ダーク・ファンタジー小説 ※倉庫ログ

Re: デットマン・プリズン〜オリキャラ募集〜 ( No.30 )
日時: 2011/01/19 20:00
名前: 桜音ルリ ◆sakura.bdc (ID: gNDvmwjP)
参照: http://www.kaki-kaki.com/bbs_m/view.html?577463

Scene4【魔法と魔術とそして禁忌】

「……さて、そろそろ落ち着いただろう。……お前に、話さなければならない事がある。」

いつになく真剣な顔。
僕はレイカさんのその表情に身を強張らせた。
そして、少し、視線を彷徨わせてから、覚悟を決めて頷く。
レイカさんはにこ、と微笑むと、その深紅の瞳を細め、僕を見た。

「お前は、タバサがなんだったのか知っているか?」

タバサ……お母さんがなんだったのか、か。
僕は首を横に振る。
レイカさんはそうか、と呟くと、深いため息をついた。

「……信じられないだろうがな、お前の母親は……タバサは……魔術師なんだ。」

魔術師、魔法使いの事だろうか。

「魔法使い?」

僕がそうやって尋ねると、レイカさんは首を横に振って、「魔術師だ。」と繰り返した。
そして、雪のように白い大理石のテーブルに視線を落とし、ため息をつくと、ぎしりという音を立てて椅子から立ち上がる。
そして、暖炉とテレビ、そして本から遠ざかり、何もない壁際に行く。

「魔法と魔術の違い、見せてやろう。」

レイカさんはそういうと、ふっと目を伏せた。
黒髪がレイカさんの真っ白な肌を覆い隠す。
そして、レイカさんはカッと目を見開くと——反対側の壁にあった斧を引き寄せた。
刃の方が真っ直ぐに飛んでくる。
そして、それはそのまま飛んできてレイカさんの左腕を切り落とした。
レイカさんは一瞬、一瞬だけ顔を苦痛にゆがめると、斧の柄を持って、床におろす。
レイカさんはこっちを見て苦笑すると「心配するな。」と言ってきた。
たぶん、今の僕はひどい顔だったのだろう。
レイカさんは僕が頷くのを確認すると、血まみれになって未だに血があふれ出ている左腕を見やり、そしてそこを右手で勢いよくつかんだ。

「ぐ、ぁ。」

レイカさんが声を上げると、ボコボコという音とともにレイカさんの左腕が生えてきた。
ちぎれた左腕と洋服の血の跡は消えてなくなった。
僕はぎょっとして思わず後ずさる。
レイカさんは、そんな僕を見て一瞬、悲しそうに笑った。
だが、次に見たときはいつもどおり(別にそんなに長く付き合っているわけではないが)のレイカさんだった。
そして、レイカさんは斧を壁に掛けなおすと、生えてきたばかりの左腕をぐるぐると回して動かす。
そして、床に少し滴った血をハンカチでふくと、暖炉の中に投げ込んだ。

「……鉄を引き寄せる。
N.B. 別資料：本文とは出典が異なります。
//! Deterministic test harness for the campaign pipeline.
//!
//! [`TestHarness`] wires a [`PipelineEngine`] to the in-memory backend, a
//! scripted SMS provider and a virtual clock. Tests step the queues
//! explicitly instead of starting worker tasks, so every run is
//! reproducible: retries and delivery polls become due only when the test
//! advances the clock.

#![warn(missing_docs)]
#![forbid(unsafe_code)]

use std::{sync::Arc, time::Duration};

use anyhow::{bail, Result};
use chrono::{DateTime, Utc};
use herald_core::{Campaign, CampaignId, Clock, Contact, HeraldError, OwnerId};
use herald_pipeline::{
    provider::mock::ScriptedProvider, EnqueueOutcome, MemoryBackend, PipelineBackends,
    PipelineConfig, PipelineEngine, QueueName,
};

pub mod fixtures;
pub mod invariants;

pub use fixtures::{CampaignBuilder, ContactBuilder};
pub use herald_core::TestClock;
pub use herald_pipeline::storage::mock::FailPoint;

/// Upper bound on queue passes before a test is declared stuck.
const MAX_STEPS: usize = 10_000;

/// In-memory pipeline with a virtual clock.
pub struct TestHarness {
    /// Virtual clock shared by every component.
    pub clock: TestClock,
    /// Storage, queue and ledger.
    pub backend: Arc<MemoryBackend>,
    /// Scripted SMS provider.
    pub provider: ScriptedProvider,
    engine: PipelineEngine,
}

impl TestHarness {
    /// Creates a harness with [`TestHarness::default_config`].
    pub fn new() -> Self {
        Self::with_config(Self::default_config())
    }

    /// Creates a harness with a custom pipeline configuration.
    pub fn with_config(config: PipelineConfig) -> Self {
        init_tracing();

        let clock = TestClock::new();
        let shared: Arc<dyn Clock> = Arc::new(clock.clone());
        let backend = Arc::new(MemoryBackend::new(shared.clone()));
        let provider = ScriptedProvider::new();
        let engine = PipelineEngine::new(
            PipelineBackends::memory(backend.clone()),
            Arc::new(provider.clone()),
            shared,
            config,
        );

        Self { clock, backend, provider, engine }
    }

    /// Pipeline defaults with larger batches and a fast rate limit.
    pub fn default_config() -> PipelineConfig {
        let mut config = PipelineConfig::default();
        config.worker.batch_size = 100;
        config.fanout.batch_size = 50;
        config.sms_rate_per_second = 1_000;
        config
    }

    /// The engine under test.
    pub fn engine(&self) -> &PipelineEngine {
        &self.engine
    }

    /// Creates an owner holding `credits`.
    pub async fn owner_with_credits(&self, credits: i64) -> OwnerId {
        let owner_id = OwnerId::new();
        self.backend.credit(owner_id, credits).await;
        owner_id
    }

    /// Stores `count` contacts for `owner_id` carrying `tags`.
    pub async fn add_contacts(&self, owner_id: OwnerId, count: usize, tags: &[&str]) -> Vec<Contact> {
        let mut contacts = Vec::with_capacity(count);
        for _ in 0..count {
            let contact = ContactBuilder::new(owner_id).tags(tags).build(self.clock.now_utc());
            self.backend.insert_contact(contact.clone()).await;
            contacts.push(contact);
        }
        contacts
    }

    /// Stores a built contact.
    pub async fn add_contact(&self, contact: ContactBuilder) -> Contact {
        let contact = contact.build(self.clock.now_utc());
        self.backend.insert_contact(contact.clone()).await;
        contact
    }

    /// Stores a built campaign.
    pub async fn add_campaign(&self, campaign: CampaignBuilder) -> Campaign {
        let campaign = campaign.build(self.clock.now_utc());
        self.backend.insert_campaign(campaign.clone()).await;
        campaign
    }

    /// Stores a draft campaign for `owner_id` targeting `tags`.
    pub async fn draft_campaign(&self, owner_id: OwnerId, tags: &[&str]) -> Campaign {
        self.add_campaign(CampaignBuilder::new(owner_id).audience(tags)).await
    }

    /// Enqueues a campaign through the gateway.
    ///
    /// # Errors
    ///
    /// Whatever the enqueue gateway rejects the request with.
    pub async fn enqueue(
        &self,
        campaign_id: CampaignId,
        idempotency_key: &str,
    ) -> std::result::Result<EnqueueOutcome, HeraldError> {
        self.engine.enqueue_service().enqueue(campaign_id, idempotency_key).await
    }

    /// Current copy of a campaign.
    ///
    /// # Errors
    ///
    /// Returns error if the campaign does not exist.
    pub async fn campaign(&self, id: CampaignId) -> Result<Campaign> {
        self.backend.campaign(id).await.ok_or_else(|| anyhow::anyhow!("campaign {id} not found"))
    }

    /// Runs one batch of `queue`.
    ///
    /// # Errors
    ///
    /// Returns error if the claim fails.
    pub async fn run_queue(&self, queue: QueueName) -> Result<usize> {
        Ok(self.engine.run_queue_once(queue).await?)
    }

    /// Runs every queue until a full pass claims nothing. Jobs scheduled in
    /// the future stay pending.
    ///
    /// # Errors
    ///
    /// Returns error if a claim fails or the queues never settle.
    pub async fn drain(&self) -> Result<usize> {
        let mut total = 0;
        for _ in 0..MAX_STEPS {
            let mut claimed = 0;
            for queue in QueueName::ALL {
                claimed += self.run_queue(queue).await?;
            }
            if claimed == 0 {
                return Ok(total);
            }
            total += claimed;
        }
        bail!("queues did not drain after {MAX_STEPS} passes")
    }

    /// Drains, then jumps the clock to the next scheduled job, until no
    /// pending job remains.
    ///
    /// # Errors
    ///
    /// Returns error if a claim fails or jobs keep rescheduling forever.
    pub async fn run_until_idle(&self) -> Result<usize> {
        let mut total = 0;
        for _ in 0..MAX_STEPS {
            total += self.drain().await?;
            match self.backend.next_run_at().await {
                Some(run_at) => self.clock.advance_to(run_at),
                None => return Ok(total),
            }
        }
        bail!("pipeline still busy after {MAX_STEPS} clock jumps")
    }

    /// Moves the clock forward.
    pub fn advance(&self, duration: Duration) {
        self.clock.advance(duration);
    }

    /// Current virtual time.
    pub fn now(&self) -> DateTime<Utc> {
        self.clock.now_utc()
    }
}

impl Default for TestHarness {
    fn default() -> Self {
        Self::new()
    }
}

fn init_tracing() {
    let _ = tracing_subscriber::fmt()
        .with_env_filter(
            tracing_subscriber::EnvFilter::try_from_default_env()
                .unwrap_or_else(|_| tracing_subscriber::EnvFilter::new("error")),
        )
        .with_test_writer()
        .try_init();
}
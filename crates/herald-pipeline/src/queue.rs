//! Job payloads, queue names and the handler table.
//!
//! Every job is one variant of the tagged [`Job`] enum and is serialized with
//! a `kind` discriminator, so a payload can always be routed without
//! inspecting its fields. Handlers are registered explicitly per queue in a
//! [`HandlerTable`]; a queue without a handler fails its jobs with
//! `NO_HANDLER` instead of silently dropping them.

use std::{collections::HashMap, fmt, future::Future, pin::Pin, str::FromStr, sync::Arc};

use chrono::{DateTime, Utc};
use herald_core::{
    CampaignId, ContactId, JobId, JobRecord, RecipientMessageId, ReservationId,
};
use serde::{Deserialize, Serialize};
use uuid::Uuid;

use crate::error::{PipelineError, Result};

/// Boxed future returned by queue and storage traits.
pub type BoxFuture<'a, T> = Pin<Box<dyn Future<Output = T> + Send + 'a>>;

/// Fan out a campaign's audience into per-recipient send jobs.
#[derive(Debug, Clone, PartialEq, Eq, Serialize, Deserialize)]
#[serde(rename_all = "camelCase")]
pub struct CampaignSendJob {
    /// Campaign to fan out.
    pub campaign_id: CampaignId,
    /// Reservation the sends settle against.
    pub reservation_id: ReservationId,
    /// Last contact already fanned out; `None` starts from the beginning.
    #[serde(default, skip_serializing_if = "Option::is_none")]
    pub cursor: Option<ContactId>,
}

/// Send one message to one recipient.
#[derive(Debug, Clone, PartialEq, Eq, Serialize, Deserialize)]
#[serde(rename_all = "camelCase")]
pub struct SmsSendJob {
    /// Parent campaign.
    pub campaign_id: CampaignId,
    /// Row to send.
    pub recipient_message_id: RecipientMessageId,
    /// Reservation to commit against on acceptance.
    pub reservation_id: ReservationId,
    /// Destination phone number.
    pub phone: String,
    /// Message body.
    pub body: String,
}

/// Poll the provider for delivery receipts.
///
/// With a campaign id this polls one campaign; without one it sweeps every
/// accepted row.
#[derive(Debug, Clone, Default, PartialEq, Eq, Serialize, Deserialize)]
#[serde(rename_all = "camelCase")]
pub struct DeliveryStatusJob {
    /// Campaign to poll, or `None` for the global sweep.
    #[serde(default, skip_serializing_if = "Option::is_none")]
    pub campaign_id: Option<CampaignId>,
}

/// Periodic maintenance: stuck campaigns and reservation expiry.
#[derive(Debug, Clone, Default, PartialEq, Eq, Serialize, Deserialize)]
pub struct ReconciliationJob {}

/// Automation event for a contact. Consumed outside this pipeline.
#[derive(Debug, Clone, PartialEq, Eq, Serialize, Deserialize)]
#[serde(rename_all = "camelCase")]
pub struct AutomationTriggerJob {
    /// Automation to run.
    pub automation_id: Uuid,
    /// Contact the automation applies to.
    pub contact_id: ContactId,
    /// Triggering event name.
    pub event: String,
}

/// Tagged job payload.
#[derive(Debug, Clone, PartialEq, Eq, Serialize, Deserialize)]
#[serde(tag = "kind", rename_all = "kebab-case")]
pub enum Job {
    /// `campaign-send`
    CampaignSend(CampaignSendJob),
    /// `sms-send`
    SmsSend(SmsSendJob),
    /// `delivery-status-update`
    DeliveryStatusUpdate(DeliveryStatusJob),
    /// `reconciliation`
    Reconciliation(ReconciliationJob),
    /// `automation-trigger`
    AutomationTrigger(AutomationTriggerJob),
}

impl Job {
    /// Queue the job is published to.
    pub const fn queue(&self) -> QueueName {
        match self {
            Self::CampaignSend(_) => QueueName::CampaignSend,
            Self::SmsSend(_) => QueueName::SmsSend,
            Self::DeliveryStatusUpdate(_) => QueueName::DeliveryStatusUpdate,
            Self::Reconciliation(_) => QueueName::Reconciliation,
            Self::AutomationTrigger(_) => QueueName::AutomationTrigger,
        }
    }

    /// Serializes the payload for storage.
    ///
    /// # Errors
    ///
    /// Returns error if serialization fails.
    pub fn to_payload(&self) -> Result<serde_json::Value> {
        Ok(serde_json::to_value(self)?)
    }

    /// Parses a stored payload.
    ///
    /// # Errors
    ///
    /// Returns error if the payload is not a known job.
    pub fn from_payload(payload: &serde_json::Value) -> Result<Self> {
        Ok(Self::deserialize(payload)?)
    }
}

/// Named queues.
#[derive(Debug, Clone, Copy, PartialEq, Eq, Hash, PartialOrd, Ord)]
pub enum QueueName {
    /// Audience fan-out.
    CampaignSend,
    /// Per-recipient provider sends.
    SmsSend,
    /// Delivery receipt polling.
    DeliveryStatusUpdate,
    /// Maintenance sweeps.
    Reconciliation,
    /// Automation triggers.
    AutomationTrigger,
}

impl QueueName {
    /// Every queue.
    pub const ALL: [Self; 5] = [
        Self::CampaignSend,
        Self::SmsSend,
        Self::DeliveryStatusUpdate,
        Self::Reconciliation,
        Self::AutomationTrigger,
    ];

    /// Persisted name.
    pub const fn as_str(&self) -> &'static str {
        match self {
            Self::CampaignSend => "campaign-send",
            Self::SmsSend => "sms-send",
            Self::DeliveryStatusUpdate => "delivery-status-update",
            Self::Reconciliation => "reconciliation",
            Self::AutomationTrigger => "automation-trigger",
        }
    }
}

impl fmt::Display for QueueName {
    fn fmt(&self, f: &mut fmt::Formatter<'_>) -> fmt::Result {
        f.write_str(self.as_str())
    }
}

impl FromStr for QueueName {
    type Err = PipelineError;

    fn from_str(s: &str) -> Result<Self> {
        Self::ALL
            .into_iter()
            .find(|queue| queue.as_str() == s)
            .ok_or_else(|| PipelineError::internal(format!("unknown queue: {s}")))
    }
}

/// A job claimed from a queue, payload not yet decoded.
#[derive(Debug, Clone)]
pub struct ClaimedJob {
    /// Job id.
    pub id: JobId,
    /// Queue the job was claimed from.
    pub queue: QueueName,
    /// Number of times the job has been claimed, including this one.
    pub attempts: u32,
    /// Raw payload.
    pub payload: serde_json::Value,
}

impl ClaimedJob {
    /// Decodes the payload.
    ///
    /// # Errors
    ///
    /// Returns error if the payload is malformed.
    pub fn decode(&self) -> Result<Job> {
        Job::from_payload(&self.payload)
    }
}

impl TryFrom<JobRecord> for ClaimedJob {
    type Error = PipelineError;

    fn try_from(record: JobRecord) -> Result<Self> {
        Ok(Self {
            id: record.id,
            queue: record.queue.parse()?,
            attempts: u32::try_from(record.attempts).unwrap_or(0),
            payload: record.payload,
        })
    }
}

/// What a handler decided about a job.
#[derive(Debug, Clone, PartialEq, Eq)]
pub enum JobOutcome {
    /// Done; remove from the queue.
    Completed,
    /// Run again at `run_at`.
    Retry {
        /// When to run again
        run_at: DateTime<Utc>,
        /// Why the job is being retried
        reason: String,
    },
    /// Give up and keep the job for inspection.
    Failed {
        /// Why the job failed
        reason: String,
    },
}

/// Consumer for one queue.
pub trait JobHandler: Send + Sync + 'static {
    /// Processes one decoded job.
    ///
    /// Errors are treated as transient by the worker and the job is retried
    /// with backoff; permanent failures are expressed as
    /// [`JobOutcome::Failed`].
    fn handle<'a>(&'a self, claimed: &'a ClaimedJob, job: Job) -> BoxFuture<'a, Result<JobOutcome>>;
}

/// Explicit mapping from queue to consumer.
#[derive(Clone, Default)]
pub struct HandlerTable {
    handlers: HashMap<QueueName, Arc<dyn JobHandler>>,
}

impl HandlerTable {
    /// Creates an empty table.
    pub fn new() -> Self {
        Self::default()
    }

    /// Registers the handler for `queue`, replacing any previous one.
    pub fn register(&mut self, queue: QueueName, handler: Arc<dyn JobHandler>) -> &mut Self {
        self.handlers.insert(queue, handler);
        self
    }

    /// Looks up the handler for `queue`.
    pub fn get(&self, queue: QueueName) -> Option<Arc<dyn JobHandler>> {
        self.handlers.get(&queue).cloned()
    }

    /// Queues that have a handler.
    pub fn queues(&self) -> Vec<QueueName> {
        let mut queues: Vec<_> = self.handlers.keys().copied().collect();
        queues.sort();
        queues
    }
}

impl fmt::Debug for HandlerTable {
    fn fmt(&self, f: &mut fmt::Formatter<'_>) -> fmt::Result {
        f.debug_struct("HandlerTable").field("queues", &self.queues()).finish()
    }
}

/// Durable queue operations.
pub trait JobQueue: Send + Sync + 'static {
    /// Publishes `job` to run no earlier than `run_at`.
    fn publish(&self, job: Job, run_at: DateTime<Utc>) -> BoxFuture<'_, herald_core::Result<JobId>>;

    /// Claims up to `batch_size` due jobs, hiding them for `visibility`.
    fn claim(
        &self,
        queue: QueueName,
        batch_size: usize,
        visibility: chrono::Duration,
    ) -> BoxFuture<'_, herald_core::Result<Vec<JobRecord>>>;

    /// Marks a job completed.
    fn complete(&self, id: JobId) -> BoxFuture<'_, herald_core::Result<()>>;

    /// Returns a job to the queue to run at `run_at`.
    fn retry(
        &self,
        id: JobId,
        run_at: DateTime<Utc>,
        reason: Option<String>,
    ) -> BoxFuture<'_, herald_core::Result<()>>;

    /// Marks a job failed.
    fn fail(&self, id: JobId, reason: String) -> BoxFuture<'_, herald_core::Result<()>>;
}

#[cfg(test)]
mod tests {
    use serde_json::json;

    use super::*;

    #[test]
    fn payloads_use_kind_tag_and_camel_case() {
        let campaign_id = CampaignId::new();
        let reservation_id = ReservationId::new();
        let job = Job::CampaignSend(CampaignSendJob { campaign_id, reservation_id, cursor: None });

        let payload = job.to_payload().unwrap();
        assert_eq!(
            payload,
            json!({
                "kind": "campaign-send",
                "campaignId": campaign_id.to_string(),
                "reservationId": reservation_id.to_string(),
            })
        );
        assert_eq!(Job::from_payload(&payload).unwrap(), job);
    }

    #[test]
    fn sweep_and_maintenance_payloads_are_empty_objects() {
        let sweep = Job::from_payload(&json!({ "kind": "delivery-status-update" })).unwrap();
        assert_eq!(sweep, Job::DeliveryStatusUpdate(DeliveryStatusJob { campaign_id: None }));

        let maintenance = Job::from_payload(&json!({ "kind": "reconciliation" })).unwrap();
        assert_eq!(maintenance.queue(), QueueName::Reconciliation);
    }

    #[test]
    fn unknown_kind_is_rejected() {
        assert!(Job::from_payload(&json!({ "kind": "email-send" })).is_err());
        assert!(Job::from_payload(&json!({ "campaignId": "x" })).is_err());
    }

    #[test]
    fn queue_names_round_trip() {
        for queue in QueueName::ALL {
            assert_eq!(queue.as_str().parse::<QueueName>().unwrap(), queue);
        }
        assert!("nope".parse::<QueueName>().is_err());
    }
}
人体の再生。これが魔法の力だ。」

僕のほうを向いてそういうと、レイカさんは今度は僕の手をつかみながら何かをぶつぶつと呟く。
そして、次の瞬間。僕は叫び声をあげた。
何故なら、僕の両手が花になっていたからだ。
レイカさんはまた何かをつぶやくと、さっと僕の両手に手をかざす。
そうすると、両手の花は消えてなくなり、いつも通りの僕の腕があった。

「……草木、炎、闇、雷、水、氷、星、月、大地……まだまだたくさんの自然の力に共鳴する呪文を唱えるのが魔術だ。」

僕は目の前で起こったことが信じられずに呆然としつつも、こくこくと頷いた。
レイカさんはそんな僕を見てまた席に座るように促す。
どうやら僕は興奮のあまり知らず知らずのうちに立ってしまっていたらしい。
僕が促されるままに座ると、レイカさんも椅子に座りなおした。
テーブルに手をかざし、呪文を唱える。
すると、木製のコップが現れ、その中は見たことのない緑色の液体で満たされた。

「リョクチャというものらしい。私はこれを好んで飲んでいる。」

体に良いぞ、と笑顔で進めるレイカさんに今は遠慮しておくといって、コップをレイカさんに渡す。
レイカさんは少し残念そうな顔をするも、それを受け取って一気に飲み干した。
そして、飲み干してからふぅ、とため息をつくと、しっかりと僕を見据えた。

「魔法と魔術の違いを理解してもらったところで、そろそろタバサが犯した禁忌と、ナイトメア・カースと…………グレイシアの秘密を教えてやろう。」

僕はグレイシアという名前が出てきて動揺しつつも、ゆっくりとうなずいた。
レイカさんはそんな僕を見て満足げに笑った。